### [What needs to be done]
A word-for-word repeat of the records below is what this calls for.

Dataset items
---+---

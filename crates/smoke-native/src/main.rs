use glam::{UVec2, Vec2};
use smoke_core::{FrameDriver, FrameOutcome, PointerTracker, SimulationConfig};
use smoke_gpu::SmokeRenderer;
use std::path::Path;
use std::sync::Arc;
use std::time::Instant;
use winit::{event::*, event_loop::EventLoop, window::WindowBuilder};

/// `smoke-native [config.json]`: the incense preset unless a config file is
/// given. Missing keys fall back to defaults.
fn load_config(path: Option<&Path>) -> anyhow::Result<SimulationConfig> {
    let Some(path) = path else {
        return Ok(SimulationConfig::incense());
    };
    let text = std::fs::read_to_string(path)?;
    let config: SimulationConfig = serde_json::from_str(&text)?;
    config.validate()?;
    log::info!("[native] config from {}", path.display());
    Ok(config)
}

fn window_size(window: &winit::window::Window) -> UVec2 {
    let size = window.inner_size();
    UVec2::new(size.width, size.height)
}

fn main() -> anyhow::Result<()> {
    env_logger::builder()
        .filter_level(log::LevelFilter::Info)
        .parse_default_env()
        .init();

    let arg = std::env::args().nth(1);
    let config = load_config(arg.as_deref().map(Path::new))?;

    let event_loop = EventLoop::new()?;
    let window = Arc::new(
        WindowBuilder::new()
            .with_title("Shrine smoke (native)")
            .with_transparent(true)
            .build(&event_loop)?,
    );

    let mut canvas = window_size(&window);
    let instance = wgpu::Instance::default();
    let surface = instance.create_surface(window.clone())?;
    let renderer = pollster::block_on(SmokeRenderer::new(
        &instance,
        surface,
        canvas,
        config.clone(),
    ))?;
    let mut driver = FrameDriver::new(renderer, &config, canvas);
    driver.start()?;

    let mut pointer = PointerTracker::default();
    let mut pressed = false;
    let mut last = Instant::now();

    event_loop.run(move |event, elwt| match event {
        Event::WindowEvent {
            event: WindowEvent::Resized(size),
            ..
        } => canvas = UVec2::new(size.width, size.height),
        Event::WindowEvent {
            event: WindowEvent::CloseRequested,
            ..
        } => {
            driver.dispose();
            elwt.exit();
        }
        Event::WindowEvent {
            event:
                WindowEvent::MouseInput {
                    state,
                    button: MouseButton::Left,
                    ..
                },
            ..
        } => {
            pressed = state == ElementState::Pressed;
        }
        Event::WindowEvent {
            event: WindowEvent::CursorMoved { position, .. },
            ..
        } => {
            // Tracks while hovering so a drag starts from the press point.
            let pos = Vec2::new(position.x as f32, position.y as f32);
            let moved = pointer.move_to(pos, canvas, config.splat_force, smoke_color(&config));
            if let (true, Some(impulse)) = (pressed, moved) {
                driver.queue_impulse(impulse);
            }
        }
        Event::AboutToWait => {
            let now = Instant::now();
            driver.emit_due(now - last);
            last = now;
            match driver.frame(now, canvas) {
                Ok(FrameOutcome::Continue) => window.request_redraw(),
                Ok(FrameOutcome::Halted) => {}
                Err(e) => {
                    log::error!("[native] {e}");
                    driver.dispose();
                    elwt.exit();
                }
            }
        }
        _ => {}
    })?;
    Ok(())
}

fn smoke_color(config: &SimulationConfig) -> glam::Vec3 {
    config
        .emitter
        .as_ref()
        .map(|e| e.color)
        .unwrap_or(glam::Vec3::splat(smoke_core::constants::SMOKE_GRAY))
}

#[cfg(test)]
mod tests {
    use super::*;

    #[test]
    fn no_config_path_selects_incense() {
        let config = load_config(None).unwrap();
        assert_eq!(config, SimulationConfig::incense());
    }

    #[test]
    fn missing_config_file_is_an_error() {
        assert!(load_config(Some(Path::new("/nonexistent/smoke.json"))).is_err());
    }
}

---+---

### [Written response]
filename crates/smoke-native/src/main.rs
use glam::{UVec2, Vec2};
use smoke_core::{FrameDriver, FrameOutcome, PointerTracker, SimulationConfig};
use smoke_gpu::SmokeRenderer;
use std::path::Path;
use std::sync::Arc;
use std::time::Instant;
use winit::{event::*, event_loop::EventLoop, window::WindowBuilder};

/// `smoke-native [config.json]`: the incense preset unless a config file is
/// given. Missing keys fall back to defaults.
fn load_config(path: Option<&Path>) -> anyhow::Result<SimulationConfig> {
    let Some(path) = path else {
        return Ok(SimulationConfig::incense());
    };
    let text = std::fs::read_to_string(path)?;
    let config: SimulationConfig = serde_json::from_str(&text)?;
    config.validate()?;
    log::info!("[native] config from {}", path.display());
    Ok(config)
}

fn window_size(window: &winit::window::Window) -> UVec2 {
    let size = window.inner_size();
    UVec2::new(size.width, size.height)
}

fn main() -> anyhow::Result<()> {
    env_logger::builder()
        .filter_level(log::LevelFilter::Info)
        .parse_default_env()
        .init();

    let arg = std::env::args().nth(1);
    let config = load_config(arg.as_deref().map(Path::new))?;

    let event_loop = EventLoop::new()?;
    let window = Arc::new(
        WindowBuilder::new()
            .with_title("Shrine smoke (native)")
            .with_transparent(true)
            .build(&event_loop)?,
    );

    let mut canvas = window_size(&window);
    let instance = wgpu::Instance::default();
    let surface = instance.create_surface(window.clone())?;
    let renderer = pollster::block_on(SmokeRenderer::new(
        &instance,
        surface,
        canvas,
        config.clone(),
    ))?;
    let mut driver = FrameDriver::new(renderer, &config, canvas);
    driver.start()?;

    let mut pointer = PointerTracker::default();
    let mut pressed = false;
    let mut last = Instant::now();

    event_loop.run(move |event, elwt| match event {
        Event::WindowEvent {
            event: WindowEvent::Resized(size),
            ..
        } => canvas = UVec2::new(size.width, size.height),
        Event::WindowEvent {
            event: WindowEvent::CloseRequested,
            ..
        } => {
            driver.dispose();
            elwt.exit();
        }
        Event::WindowEvent {
            event:
                WindowEvent::MouseInput {
                    state,
                    button: MouseButton::Left,
                    ..
                },
            ..
        } => {
            pressed = state == ElementState::Pressed;
        }
        Event::WindowEvent {
            event: WindowEvent::CursorMoved { position, .. },
            ..
        } => {
            // Tracks while hovering so a drag starts from the press point.
            let pos = Vec2::new(position.x as f32, position.y as f32);
            let moved = pointer.move_to(pos, canvas, config.splat_force, smoke_color(&config));
            if let (true, Some(impulse)) = (pressed, moved) {
                driver.queue_impulse(impulse);
            }
        }
        Event::AboutToWait => {
            let now = Instant::now();
            driver.emit_due(now - last);
            last = now;
            match driver.frame(now, canvas) {
                Ok(FrameOutcome::Continue) => window.request_redraw(),
                Ok(FrameOutcome::Halted) => {}
                Err(e) => {
                    log::error!("[native] {e}");
                    driver.dispose();
                    elwt.exit();
                }
            }
        }
        _ => {}
    })?;
    Ok(())
}

fn smoke_color(config: &SimulationConfig) -> glam::Vec3 {
    config
        .emitter
        .as_ref()
        .map(|e| e.color)
        .unwrap_or(glam::Vec3::splat(smoke_core::constants::SMOKE_GRAY))
}

#[cfg(test)]
mod tests {
    use super::*;

    #[test]
    fn no_config_path_selects_incense() {
        let config = load_config(None).unwrap();
        assert_eq!(config, SimulationConfig::incense());
    }

    #[test]
    fn missing_config_file_is_an_error() {
        assert!(load_config(Some(Path::new("/nonexistent/smoke.json"))).is_err());
    }
}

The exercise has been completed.